OTTAWA, May 2, 2012 /CNW/ - Recent cuts to staff and programming at Library and Archives Canada (LAC) will have devastating effects on our nation's ability to acquire and preserve its history.
On April 30, LAC presented 450 members of its staff with affected notices, with 215 of those positions to be eliminated.
"The cuts to jobs at Library and Archives Canada are an attack on one of Canada's most important cultural institutions," said James L. Turk, executive director of the Canadian Association of University Teachers. "Staff at our national archives and library are the stewards of our collective memory."
"These cuts will further undermine the capacity of Library and Archives Canada to fulfill its legislated mandate to acquire, preserve and make accessible Canada's history."

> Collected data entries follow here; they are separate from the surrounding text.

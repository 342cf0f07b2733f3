//! ---
//! ems_section: "08-energy-models-optimization"
//! ems_subsection: "module"
//! ems_type: "source"
//! ems_scope: "code"
//! ems_description: "Fleet aggregation operators and spec tables."
//! ems_version: "v0.0.0-prealpha"
//! ems_owner: "tbd"
//! ---
pub mod errors;
pub mod operator;
pub mod path;
pub mod powermeter;
pub mod status;
pub mod table;

pub use errors::{Result, StatsError};
pub use operator::{
    group_by, FilterFn, GroupFn, OperatorKind, OperatorOutput, OperatorSpec, Source, StatSummary,
};
pub use path::{resolve, resolve_f64, resolve_key};
pub use powermeter::{
    builtin_specs, powermeter_default, powermeter_overrides, POWERMETER, POWERMETER_DEFAULT,
};
pub use status::{default_classifier, SharedClassifier, SnapStatusClassifier, StatusClassifier};
pub use table::{SpecSet, SpecsTable, SpecsTableBuilder};
//! ---
//! ems_section: "02-device-telemetry"
//! ems_subsection: "module"
//! ems_type: "source"
//! ems_scope: "code"
//! ems_description: "Power-meter decoding and snapshot pipeline."
//! ems_version: "v0.0.0-prealpha"
//! ems_owner: "tbd"
//! ---
//! Raw bytes flow through [`decode`], feed a [`RollingAverage`], and come out
//! as a [`Snapshot`]. [`PowerMeter`] wires those steps to a
//! [`RegisterTransport`] for one device.

pub mod constants;
pub mod decoder;
pub mod errors;
pub mod meter;
pub mod profile;
pub mod rolling;
pub mod snapshot;
pub mod transport;

pub use constants::ScalingConstant;
pub use decoder::{decode, InstantaneousValues, RawRegisterBlock};
pub use errors::{MeterError, Result, TransportError};
pub use meter::{MeterInfo, PowerMeter, PowerMeterBuilder};
pub use profile::{DeviceProfile, Field, FieldSpec, RegisterRange, Signedness};
pub use rolling::{RollingAverage, AVERAGE_WINDOW};
pub use snapshot::{default_tension, mean_line_voltage, SnapRecord, Snapshot, TensionFn};
pub use transport::{read_ranges, ClientFactory, ClientOptions, RegisterTransport};
//! ---
//! ems_section: "02-device-telemetry"
//! ems_subsection: "module"
//! ems_type: "source"
//! ems_scope: "code"
//! ems_description: "Single power meter: read, decode, average and snapshot."
//! ems_version: "v0.0.0-prealpha"
//! ems_owner: "tbd"
//! ---
use std::time::Duration;

use serde::Serialize;
use tracing::{debug, instrument};

use crate::decoder::{decode, RawRegisterBlock};
use crate::errors::{MeterError, Result};
use crate::profile::DeviceProfile;
use crate::rolling::RollingAverage;
use crate::snapshot::{default_tension, Snapshot, TensionFn};
use crate::transport::{read_ranges, ClientFactory, ClientOptions, RegisterTransport};

pub const DEFAULT_COLLECT_SNAPS_INTERVAL: Duration = Duration::from_millis(60_000);

/// Endpoint summary exposed to fleet entries.
#[derive(Debug, Clone, PartialEq, Eq, Serialize)]
pub struct MeterInfo {
    pub address: String,
    pub port: u16,
    pub unit_id: u8,
}

pub struct PowerMeterBuilder {
    profile: DeviceProfile,
    options: ClientOptions,
    factory: Option<ClientFactory>,
    collect_snaps_interval: Duration,
    tension: TensionFn,
}

impl PowerMeterBuilder {
    pub fn client_factory<F>(mut self, factory: F) -> Self
    where
        F: FnOnce(&ClientOptions) -> Box<dyn RegisterTransport> + Send + 'static,
    {
        self.factory = Some(Box::new(factory));
        self
    }

    pub fn collect_snaps_interval(mut self, interval: Duration) -> Self {
        self.collect_snaps_interval = interval;
        self
    }

    pub fn tension(mut self, tension: TensionFn) -> Self {
        self.tension = tension;
        self
    }

    pub fn build(self) -> Result<PowerMeter> {
        let factory = self.factory.ok_or(MeterError::NoClient)?;
        let history = RollingAverage::fifteen_minutes(self.collect_snaps_interval)?;
        let client = factory(&self.options);
        debug!(
            address = %self.options.address,
            port = self.options.port,
            unit_id = self.options.unit_id,
            slots = history.capacity(),
            "power meter ready"
        );
        Ok(PowerMeter {
            profile: self.profile,
            options: self.options,
            client,
            history,
            cache: None,
            tension: self.tension,
        })
    }
}

/// Owns one device's client, cached block and rolling history.
pub struct PowerMeter {
    profile: DeviceProfile,
    options: ClientOptions,
    client: Box<dyn RegisterTransport>,
    history: RollingAverage,
    cache: Option<RawRegisterBlock>,
    tension: TensionFn,
}

impl std::fmt::Debug for PowerMeter {
    fn fmt(&self, f: &mut std::fmt::Formatter<'_>) -> std::fmt::Result {
        f.debug_struct("PowerMeter")
            .field("thing_type", &self.profile.thing_type)
            .field("options", &self.options)
            .field("history", &self.history)
            .field("cached", &self.cache.is_some())
            .finish()
    }
}

impl PowerMeter {
    pub fn builder(profile: DeviceProfile, options: ClientOptions) -> PowerMeterBuilder {
        PowerMeterBuilder {
            profile,
            options,
            factory: None,
            collect_snaps_interval: DEFAULT_COLLECT_SNAPS_INTERVAL,
            tension: default_tension(),
        }
    }

    pub fn profile(&self) -> &DeviceProfile {
        &self.profile
    }

    pub fn history(&self) -> &RollingAverage {
        &self.history
    }

    /// Read every profile range under the configured timeout and cache the block.
    pub async fn read_values(&mut self) -> Result<RawRegisterBlock> {
        let block = read_ranges(
            self.client.as_ref(),
            &self.profile.ranges,
            self.options.timeout,
        )
        .await?;
        self.cache = Some(block.clone());
        Ok(block)
    }

    /// Produce a snapshot from a fresh read, or from the cached block when
    /// `read_from_cache` is set.
    #[instrument(skip(self), fields(address = %self.options.address, unit_id = self.options.unit_id))]
    pub async fn prep_snap(&mut self, read_from_cache: bool) -> Result<Snapshot> {
        let block = if read_from_cache {
            self.cache.clone()
        } else {
            Some(self.read_values().await?)
        };
        let values = decode(&self.profile, block.as_ref().map(RawRegisterBlock::as_bytes))?;
        Ok(Snapshot::assemble(
            &self.profile,
            values,
            &mut self.history,
            &self.tension,
        ))
    }

    pub async fn close(&self) {
        self.client.close().await;
    }

    pub fn select_info(&self) -> MeterInfo {
        MeterInfo {
            address: self.options.address.clone(),
            port: self.options.port,
            unit_id: self.options.unit_id,
        }
    }
}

The announced cuts include:
- the elimination of 21 of the 61 archivists and archival assistants that deal with non-governmental records,
- the reduction of digitization and circulation staff by 50%,
- a significant reduction in the number of staff that deal with preservation and conservation of documents,
- the closure of the interlibrary loans unit.
The National Archival Development Program (NADP), which supports programming at provincial, regional and university archives across Canada, will also be eliminated. Many of these are the small, local archives were to be part of LAC's new distributed Pan-Canadian Documentary Heritage Network.
As a result of the NADP cut, the Canadian Council of Archives office will be closed in Ottawa and many summer work projects already planned across the country will be cancelled.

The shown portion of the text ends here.